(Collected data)

┌────────

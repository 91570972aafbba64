//! Threshold ElGamal over a prime-order group: keygen, mask (encrypt),
//! remask (rerandomize), partial decryption (reveal tokens), and combine
//! (unmask).
//!
//! Grounded on `shuffling/data_structures.rs::ElGamalCiphertext` (`encrypt`,
//! `add_encryption_layer`) and the inline decrypt walkthrough in
//! `shuffling/public_key_setup.rs`'s test (`c2 - c1*sk_i` chained across
//! shufflers). Unlike `public_key_setup.rs`'s `ElGamalKeys<C>`, which
//! bundles a secret and public key in one struct, this module keeps them as
//! separate newtypes so a secret key can never be passed where only a public key is
//! expected — SPEC_FULL.md §3's lifecycle rule ("per-player secrets are
//! owned exclusively by that player") is enforced by the type system.

use ark_ec::CurveGroup;
use ark_ff::UniformRand;
use ark_std::rand::Rng;

use crate::error::{Error, Result};
use crate::group::{require_non_identity, require_nonzero_scalar};

const LOG_TARGET: &str = "mental_poker_core::elgamal";

/// A card is a group element assigned by an external, out-of-scope
/// encoding table to a deck index (SPEC_FULL.md §6's card-encoding seam).
#[derive(Clone, Copy, Debug, PartialEq, Eq)]
pub struct Card<C: CurveGroup>(pub C);

impl<C: CurveGroup> Card<C> {
    pub fn new(point: C) -> Result<Self> {
        require_non_identity(point)?;
        Ok(Self(point))
    }
}

#[derive(Clone, Copy, Debug, PartialEq, Eq)]
pub struct SecretKey<C: CurveGroup>(pub(crate) C::ScalarField);

#[derive(Clone, Copy, Debug, PartialEq, Eq)]
pub struct PublicKey<C: CurveGroup>(pub C);

impl<C: CurveGroup> SecretKey<C> {
    pub fn new(scalar: C::ScalarField) -> Result<Self> {
        require_nonzero_scalar(scalar)?;
        Ok(Self(scalar))
    }

    pub fn public_key(&self) -> PublicKey<C> {
        PublicKey(C::generator() * self.0)
    }

    pub fn scalar(&self) -> C::ScalarField {
        self.0
    }
}

impl<C: CurveGroup> PublicKey<C> {
    pub fn new(point: C) -> Result<Self> {
        require_non_identity(point)?;
        Ok(Self(point))
    }
}

/// `sk <-$ [1, q)`, `pk = sk * g` (SPEC_FULL.md §4.4, generalizing
/// `public_key_setup.rs::draw_shuffler_public_key` to the crate's newtypes
/// and the core's injected-randomness seam).
pub fn keygen<C: CurveGroup>(rng: &mut impl Rng) -> (SecretKey<C>, PublicKey<C>) {
    loop {
        let candidate = C::ScalarField::rand(rng);
        if let Ok(sk) = SecretKey::new(candidate) {
            let pk = sk.public_key();
            return (sk, pk);
        }
    }
}

/// An ElGamal ciphertext, generalizing
/// `shuffling/data_structures.rs::ElGamalCiphertext` to any `CurveGroup`.
#[derive(Clone, Copy, Debug, PartialEq, Eq)]
pub struct MaskedCard<C: CurveGroup> {
    pub c1: C,
    pub c2: C,
}

impl<C: CurveGroup> MaskedCard<C> {
    pub fn new(c1: C, c2: C) -> Self {
        Self { c1, c2 }
    }
}

impl<C: CurveGroup> std::ops::Add for MaskedCard<C> {
    type Output = MaskedCard<C>;
    fn add(self, rhs: Self) -> Self::Output {
        MaskedCard::new(self.c1 + rhs.c1, self.c2 + rhs.c2)
    }
}

/// `mask(PK, m, alpha) -> (c1, c2) = (alpha*g, m + alpha*PK)`.
pub fn mask<C: CurveGroup>(
    pk: PublicKey<C>,
    card: Card<C>,
    alpha: C::ScalarField,
) -> Result<MaskedCard<C>> {
    require_nonzero_scalar(alpha)?;
    let c1 = C::generator() * alpha;
    let c2 = card.0 + pk.0 * alpha;
    Ok(MaskedCard::new(c1, c2))
}

/// `remask(PK, (c1,c2), beta) -> (c1 + beta*g, c2 + beta*PK)`.
pub fn remask<C: CurveGroup>(
    pk: PublicKey<C>,
    ciphertext: MaskedCard<C>,
    beta: C::ScalarField,
) -> Result<MaskedCard<C>> {
    require_nonzero_scalar(beta)?;
    let c1 = ciphertext.c1 + C::generator() * beta;
    let c2 = ciphertext.c2 + pk.0 * beta;
    Ok(MaskedCard::new(c1, c2))
}

/// A single player's partial decryption of a masked card: `T_i = sk_i * c1`.
#[derive(Clone, Copy, Debug, PartialEq, Eq)]
pub struct RevealToken<C: CurveGroup>(pub C);

pub fn partial_decrypt<C: CurveGroup>(sk: &SecretKey<C>, ciphertext: &MaskedCard<C>) -> RevealToken<C> {
    RevealToken(ciphertext.c1 * sk.0)
}

/// `combine({T_i}, c2) = c2 - sum(T_i)`. Any missing token yields an
/// incorrect but non-error plaintext — the core does not validate
/// completeness here; see `protocol::unmask` for the N-of-N check
/// (SPEC_FULL.md §4.4/§4.7).
pub fn combine<C: CurveGroup>(tokens: &[RevealToken<C>], c2: C) -> C {
    let sum = tokens.iter().fold(C::zero(), |acc, t| acc + t.0);
    c2 - sum
}

/// Checks `Error::InvalidPoint` bubbling for an aggregate public key built
/// from already-verified per-player keys (used by `protocol::compute_aggregate_key`).
#[tracing::instrument(target = LOG_TARGET, skip_all)]
pub fn aggregate_public_keys<C: CurveGroup>(keys: &[PublicKey<C>]) -> Result<PublicKey<C>> {
    if keys.is_empty() {
        return Err(Error::InvalidParameters("no public keys to aggregate".into()));
    }
    let sum = keys.iter().fold(C::zero(), |acc, pk| acc + pk.0);
    PublicKey::new(sum)
}

#[cfg(test)]
mod tests {
    use super::*;
    use ark_ec::PrimeGroup;
    use ark_grumpkin::{Fr, Projective};
    use ark_std::test_rng;

    type C = Projective;

    fn card(v: u64) -> Card<C> {
        Card::new(C::generator() * Fr::from(v)).unwrap()
    }

    #[test]
    fn elgamal_correctness_n_of_n() {
        let mut rng = test_rng();
        let (sk1, pk1) = keygen::<C>(&mut rng);
        let (sk2, pk2) = keygen::<C>(&mut rng);
        let pk = aggregate_public_keys(&[pk1, pk2]).unwrap();

        let m = card(7);
        let alpha = Fr::from(11u64);
        let ct = mask(pk, m, alpha).unwrap();

        let t1 = partial_decrypt(&sk1, &ct);
        let t2 = partial_decrypt(&sk2, &ct);
        let recovered = combine(&[t1, t2], ct.c2);

        assert_eq!(recovered, m.0);
    }

    #[test]
    fn homomorphism() {
        let mut rng = test_rng();
        let (_, pk) = keygen::<C>(&mut rng);

        let m1 = card(3);
        let m2 = card(5);
        let a1 = Fr::from(13u64);
        let a2 = Fr::from(17u64);

        let left = mask(pk, m1, a1).unwrap() + mask(pk, m2, a2).unwrap();
        let right_card = Card::new(m1.0 + m2.0).unwrap();
        let right = mask(pk, right_card, a1 + a2).unwrap();

        assert_eq!(left, right);
    }

    #[test]
    fn remask_equivalence() {
        let mut rng = test_rng();
        let (sk, pk) = keygen::<C>(&mut rng);
        let m = card(9);
        let ct = mask(pk, m, Fr::from(4u64)).unwrap();
        let ct2 = remask(pk, ct, Fr::from(6u64)).unwrap();

        let direct = mask(pk, m, Fr::from(10u64)).unwrap();
        assert_eq!(ct2, direct);

        let t = partial_decrypt(&sk, &ct2);
        assert_eq!(combine(&[t], ct2.c2), m.0);
    }

    #[test]
    fn rejects_zero_masking_factor() {
        let mut rng = test_rng();
        let (_, pk) = keygen::<C>(&mut rng);
        assert!(mask(pk, card(1), Fr::from(0u64)).is_err());
    }

    #[test]
    fn rejects_identity_public_key() {
        assert!(PublicKey::<C>::new(C::zero()).is_err());
    }
}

└────────

* WHAT TO PRODUCE *
Wherever a line of the records above contains the string "protocol", copy that line out.

* ANSWER AREA *
/// completeness here; see `protocol::unmask` for the N-of-N check
/// from already-verified per-player keys (used by `protocol::compute_aggregate_key`).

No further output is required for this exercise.